**HOW TO COMPLETE THIS TASK**
Look through the entries below and report every line that has "bool".

(Stored items)
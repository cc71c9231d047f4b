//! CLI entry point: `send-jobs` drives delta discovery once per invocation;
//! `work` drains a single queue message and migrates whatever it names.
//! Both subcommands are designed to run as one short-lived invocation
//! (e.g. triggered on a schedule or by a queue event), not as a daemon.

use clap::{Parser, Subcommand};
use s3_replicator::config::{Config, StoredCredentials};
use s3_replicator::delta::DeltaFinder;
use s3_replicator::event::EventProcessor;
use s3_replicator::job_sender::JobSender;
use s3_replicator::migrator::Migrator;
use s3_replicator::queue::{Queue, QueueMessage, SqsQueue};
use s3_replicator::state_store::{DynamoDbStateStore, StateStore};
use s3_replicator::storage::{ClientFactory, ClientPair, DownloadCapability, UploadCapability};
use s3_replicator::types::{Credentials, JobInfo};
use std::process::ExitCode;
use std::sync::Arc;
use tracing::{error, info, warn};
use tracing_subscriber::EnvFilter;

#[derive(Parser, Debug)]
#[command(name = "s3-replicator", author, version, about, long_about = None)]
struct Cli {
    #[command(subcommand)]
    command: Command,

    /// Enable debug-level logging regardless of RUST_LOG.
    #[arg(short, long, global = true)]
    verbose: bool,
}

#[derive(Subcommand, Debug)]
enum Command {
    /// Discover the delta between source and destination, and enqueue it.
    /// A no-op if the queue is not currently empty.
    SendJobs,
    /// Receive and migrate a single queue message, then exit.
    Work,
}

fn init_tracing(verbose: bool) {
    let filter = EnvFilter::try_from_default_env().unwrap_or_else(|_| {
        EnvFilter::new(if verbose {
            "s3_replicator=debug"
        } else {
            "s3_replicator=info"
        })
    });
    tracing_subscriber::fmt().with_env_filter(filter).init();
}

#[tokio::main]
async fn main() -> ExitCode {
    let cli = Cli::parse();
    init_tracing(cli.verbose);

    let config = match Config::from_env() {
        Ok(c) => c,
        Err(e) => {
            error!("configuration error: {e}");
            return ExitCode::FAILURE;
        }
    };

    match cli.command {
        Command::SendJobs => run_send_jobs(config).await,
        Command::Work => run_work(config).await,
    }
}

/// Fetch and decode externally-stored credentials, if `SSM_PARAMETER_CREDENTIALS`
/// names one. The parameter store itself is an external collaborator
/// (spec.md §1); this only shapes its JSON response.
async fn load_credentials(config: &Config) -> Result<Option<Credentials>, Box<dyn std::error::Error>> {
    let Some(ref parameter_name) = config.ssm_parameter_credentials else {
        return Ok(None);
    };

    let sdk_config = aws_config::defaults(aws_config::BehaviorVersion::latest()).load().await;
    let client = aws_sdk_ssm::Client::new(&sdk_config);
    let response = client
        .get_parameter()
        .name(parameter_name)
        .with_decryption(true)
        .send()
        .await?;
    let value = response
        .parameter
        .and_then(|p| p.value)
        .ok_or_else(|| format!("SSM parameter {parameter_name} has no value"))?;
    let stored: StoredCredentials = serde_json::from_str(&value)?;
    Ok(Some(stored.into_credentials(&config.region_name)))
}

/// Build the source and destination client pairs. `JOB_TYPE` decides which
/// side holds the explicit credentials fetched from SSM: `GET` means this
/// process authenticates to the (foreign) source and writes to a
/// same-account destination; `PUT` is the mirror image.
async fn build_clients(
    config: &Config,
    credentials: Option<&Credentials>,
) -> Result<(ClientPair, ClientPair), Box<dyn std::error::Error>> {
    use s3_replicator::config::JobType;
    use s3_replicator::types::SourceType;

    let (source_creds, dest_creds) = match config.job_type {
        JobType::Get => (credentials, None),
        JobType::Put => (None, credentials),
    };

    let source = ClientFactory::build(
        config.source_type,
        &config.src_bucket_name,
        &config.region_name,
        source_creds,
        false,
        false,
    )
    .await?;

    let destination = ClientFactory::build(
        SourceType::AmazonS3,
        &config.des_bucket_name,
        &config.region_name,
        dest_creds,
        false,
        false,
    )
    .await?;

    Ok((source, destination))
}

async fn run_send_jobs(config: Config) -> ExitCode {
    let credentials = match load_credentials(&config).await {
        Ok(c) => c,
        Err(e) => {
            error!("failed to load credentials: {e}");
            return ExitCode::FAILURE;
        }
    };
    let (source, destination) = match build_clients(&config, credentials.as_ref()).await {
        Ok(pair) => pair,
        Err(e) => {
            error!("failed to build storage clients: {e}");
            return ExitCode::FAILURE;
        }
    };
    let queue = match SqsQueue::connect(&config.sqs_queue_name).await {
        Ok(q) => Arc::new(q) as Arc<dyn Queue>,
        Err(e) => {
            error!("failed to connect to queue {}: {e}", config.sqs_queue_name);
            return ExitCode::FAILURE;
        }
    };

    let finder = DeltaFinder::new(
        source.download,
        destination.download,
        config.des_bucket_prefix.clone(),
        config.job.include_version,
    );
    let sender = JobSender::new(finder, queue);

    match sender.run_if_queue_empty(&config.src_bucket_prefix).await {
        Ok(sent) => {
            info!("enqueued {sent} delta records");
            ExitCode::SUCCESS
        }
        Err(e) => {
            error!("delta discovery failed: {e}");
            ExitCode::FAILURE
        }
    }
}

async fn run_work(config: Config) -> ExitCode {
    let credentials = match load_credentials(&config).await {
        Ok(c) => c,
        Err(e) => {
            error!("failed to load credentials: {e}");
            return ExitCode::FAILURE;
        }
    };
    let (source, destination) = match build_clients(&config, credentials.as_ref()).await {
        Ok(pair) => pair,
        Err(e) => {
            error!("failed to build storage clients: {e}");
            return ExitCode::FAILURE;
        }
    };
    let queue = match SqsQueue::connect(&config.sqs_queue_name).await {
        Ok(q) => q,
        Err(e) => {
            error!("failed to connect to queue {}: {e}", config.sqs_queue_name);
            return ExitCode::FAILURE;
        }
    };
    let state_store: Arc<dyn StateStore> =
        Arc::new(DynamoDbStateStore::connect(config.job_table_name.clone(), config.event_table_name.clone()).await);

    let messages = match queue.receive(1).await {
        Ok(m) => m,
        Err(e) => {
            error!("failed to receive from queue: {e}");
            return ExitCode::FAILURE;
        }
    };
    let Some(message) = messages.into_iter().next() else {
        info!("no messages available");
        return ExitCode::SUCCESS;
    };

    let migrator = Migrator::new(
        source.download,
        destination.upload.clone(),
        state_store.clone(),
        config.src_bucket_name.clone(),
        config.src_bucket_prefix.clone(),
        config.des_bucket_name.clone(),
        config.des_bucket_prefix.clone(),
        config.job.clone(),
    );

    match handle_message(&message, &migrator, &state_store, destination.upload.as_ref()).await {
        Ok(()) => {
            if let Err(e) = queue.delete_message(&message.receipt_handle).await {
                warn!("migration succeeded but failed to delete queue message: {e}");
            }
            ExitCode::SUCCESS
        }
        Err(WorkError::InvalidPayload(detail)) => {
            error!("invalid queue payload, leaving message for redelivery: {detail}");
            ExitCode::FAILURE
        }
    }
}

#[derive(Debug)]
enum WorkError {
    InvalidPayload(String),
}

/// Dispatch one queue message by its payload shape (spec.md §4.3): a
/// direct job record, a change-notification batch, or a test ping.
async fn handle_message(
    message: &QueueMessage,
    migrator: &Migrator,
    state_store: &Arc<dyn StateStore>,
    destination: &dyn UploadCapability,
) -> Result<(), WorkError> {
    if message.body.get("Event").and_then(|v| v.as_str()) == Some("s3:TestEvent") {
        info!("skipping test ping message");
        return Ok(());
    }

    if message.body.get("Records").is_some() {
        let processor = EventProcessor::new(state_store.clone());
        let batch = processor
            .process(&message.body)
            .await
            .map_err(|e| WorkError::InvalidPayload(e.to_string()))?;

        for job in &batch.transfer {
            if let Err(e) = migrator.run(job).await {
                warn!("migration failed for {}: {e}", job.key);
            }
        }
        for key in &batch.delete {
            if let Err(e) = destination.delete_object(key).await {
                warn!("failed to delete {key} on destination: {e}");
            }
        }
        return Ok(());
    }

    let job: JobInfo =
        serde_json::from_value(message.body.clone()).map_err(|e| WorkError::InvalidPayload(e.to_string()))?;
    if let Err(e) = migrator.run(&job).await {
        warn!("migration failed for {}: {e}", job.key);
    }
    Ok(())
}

**SOLUTION TO THIS EXERCISE**
    verbose: bool,
fn init_tracing(verbose: bool) {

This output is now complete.